// ── In-memory state ──
//
// Registries owned by a manager. None of them lock: every mutation runs
// under exclusive access to the owning manager.

pub mod interfaces;
pub mod provisioned;
pub mod registry;

pub use interfaces::InterfaceSet;
pub use provisioned::{ProvisionedFlowRegistry, Teardown};
pub use registry::{FlowRegistry, FlowSample, ObservationReport, Unregistered};
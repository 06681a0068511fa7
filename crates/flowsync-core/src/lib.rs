//! Flow state reconciliation engine for RX/TX media transport flows.
//!
//! Three writers touch a flow row: local discovery (presence and observed
//! bitrate), a remote provisioning subsystem (ownership, linked id,
//! expected bitrate) and the persisted table replayed at startup. This
//! crate keeps them consistent:
//!
//! - **[`FlowRegistry<D>`]**: ordered, keyed flows of one direction,
//!   generic over the [`FlowDirection`] marker ([`Incoming`] / [`Outgoing`]).
//!   Provisioning register/unregister is idempotent and tolerant of
//!   duplicate or out-of-order delivery.
//!
//! - **[`ProvisionedFlowRegistry`]**: RX/TX pairs created and torn down
//!   as a unit under an external UUID.
//!
//! - **[`FlowEngineeringManager`]**: per-element owner of all registries.
//!   Each successful mutation is synced to the [`TableStore`] before it
//!   returns. [`ManagerCache`] holds one manager per element with an
//!   explicit `reset`.
//!
//! - **[`handler`] / [`Dispatcher`]**: provisioning messages in, one
//!   [`ProvisioningReply`] out per message through a [`ReplySink`];
//!   operator triggers and discovery polls with errors logged at the top.

pub mod config;
pub mod dispatch;
pub mod error;
pub mod handler;
pub mod manager;
pub mod message;
pub mod model;
pub mod store;
pub mod table;
pub mod wait;

// ── Primary re-exports ──────────────────────────────────────────────
pub use config::ManagerOptions;
pub use dispatch::{CallReport, Dispatcher, OperatorTrigger};
pub use error::CoreError;
pub use handler::{ChannelReplySink, NullReplySink, ReplySink};
pub use manager::{
    ConnectionTimeline, FlowEngineeringManager, LoadSummary, ManagerCache, ProvisioningOutcome,
};
pub use message::{ActionType, FlowInfo, FlowInfoMessage, FlowTransportIp, InterAppCall, ProvisioningReply};
pub use store::{
    FlowRegistry, FlowSample, InterfaceSet, ObservationReport, ProvisionedFlowRegistry, Teardown,
    Unregistered,
};
pub use table::{Cell, MemoryTableStore, TableId, TableRow, TableStore};

pub use model::{
    DcfInterface, DcfInterfaceIndex, Direction, ExpectedBitrateStatus, Flow, FlowDirection,
    FlowOwner, FlowTransportType, Incoming, Interface, InterfaceStats, InterfaceStatus,
    InterfaceType, Outgoing, ProvisionedFlow, RxFlow, TxFlow,
};
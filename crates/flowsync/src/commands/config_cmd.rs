//! `config` subcommands: show the config path or the effective config.

use crate::cli::{ConfigArgs, ConfigCommand, GlobalOpts, OutputFormat};
use crate::error::CliError;
use crate::output;

pub fn handle(args: &ConfigArgs, global: &GlobalOpts) -> Result<(), CliError> {
    let path = global
        .config_file
        .clone()
        .unwrap_or_else(flowsync_config::config_path);

    match args.command {
        ConfigCommand::Path => {
            output::print_output(&path.display().to_string(), global.quiet);
        }
        ConfigCommand::Show => {
            let cfg = flowsync_config::load_config_from(&path)?;
            let out = match global.output {
                OutputFormat::Table => toml::to_string_pretty(&cfg).map_err(|e| CliError::Config {
                    message: e.to_string(),
                })?,
                OutputFormat::Json => output::render_json(&cfg, false)?,
                OutputFormat::JsonCompact => output::render_json(&cfg, true)?,
            };
            output::print_output(out.trim_end(), global.quiet);
        }
    }
    Ok(())
}
// ── Domain model ──

pub mod flow;
pub mod interface;
pub mod provisioned;

pub use flow::{
    Direction, ExpectedBitrateStatus, Flow, FlowDirection, FlowOwner, FlowTransportType, Incoming,
    Outgoing, RxFlow, TxFlow, UNSET, UNSET_BITRATE,
};
pub use interface::{
    DcfInterface, DcfInterfaceIndex, Interface, InterfaceStats, InterfaceStatus, InterfaceType,
};
pub use provisioned::ProvisionedFlow;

▶ _How to complete this task_
Beginning with the line that contains "output::print_output(&path.display().to_string(), global.quiet);", write out every line through the end of the entries above, exactly.

▶ _Written reply_
            output::print_output(&path.display().to_string(), global.quiet);
        }
        ConfigCommand::Show => {
            let cfg = flowsync_config::load_config_from(&path)?;
            let out = match global.output {
                OutputFormat::Table => toml::to_string_pretty(&cfg).map_err(|e| CliError::Config {
                    message: e.to_string(),
                })?,
                OutputFormat::Json => output::render_json(&cfg, false)?,
                OutputFormat::JsonCompact => output::render_json(&cfg, true)?,
            };
            output::print_output(out.trim_end(), global.quiet);
        }
    }
    Ok(())
}
// ── Domain model ──

pub mod flow;
pub mod interface;
pub mod provisioned;

pub use flow::{
    Direction, ExpectedBitrateStatus, Flow, FlowDirection, FlowOwner, FlowTransportType, Incoming,
    Outgoing, RxFlow, TxFlow, UNSET, UNSET_BITRATE,
};
pub use interface::{
    DcfInterface, DcfInterfaceIndex, Interface, InterfaceStats, InterfaceStatus, InterfaceType,
};
pub use provisioned::ProvisionedFlow;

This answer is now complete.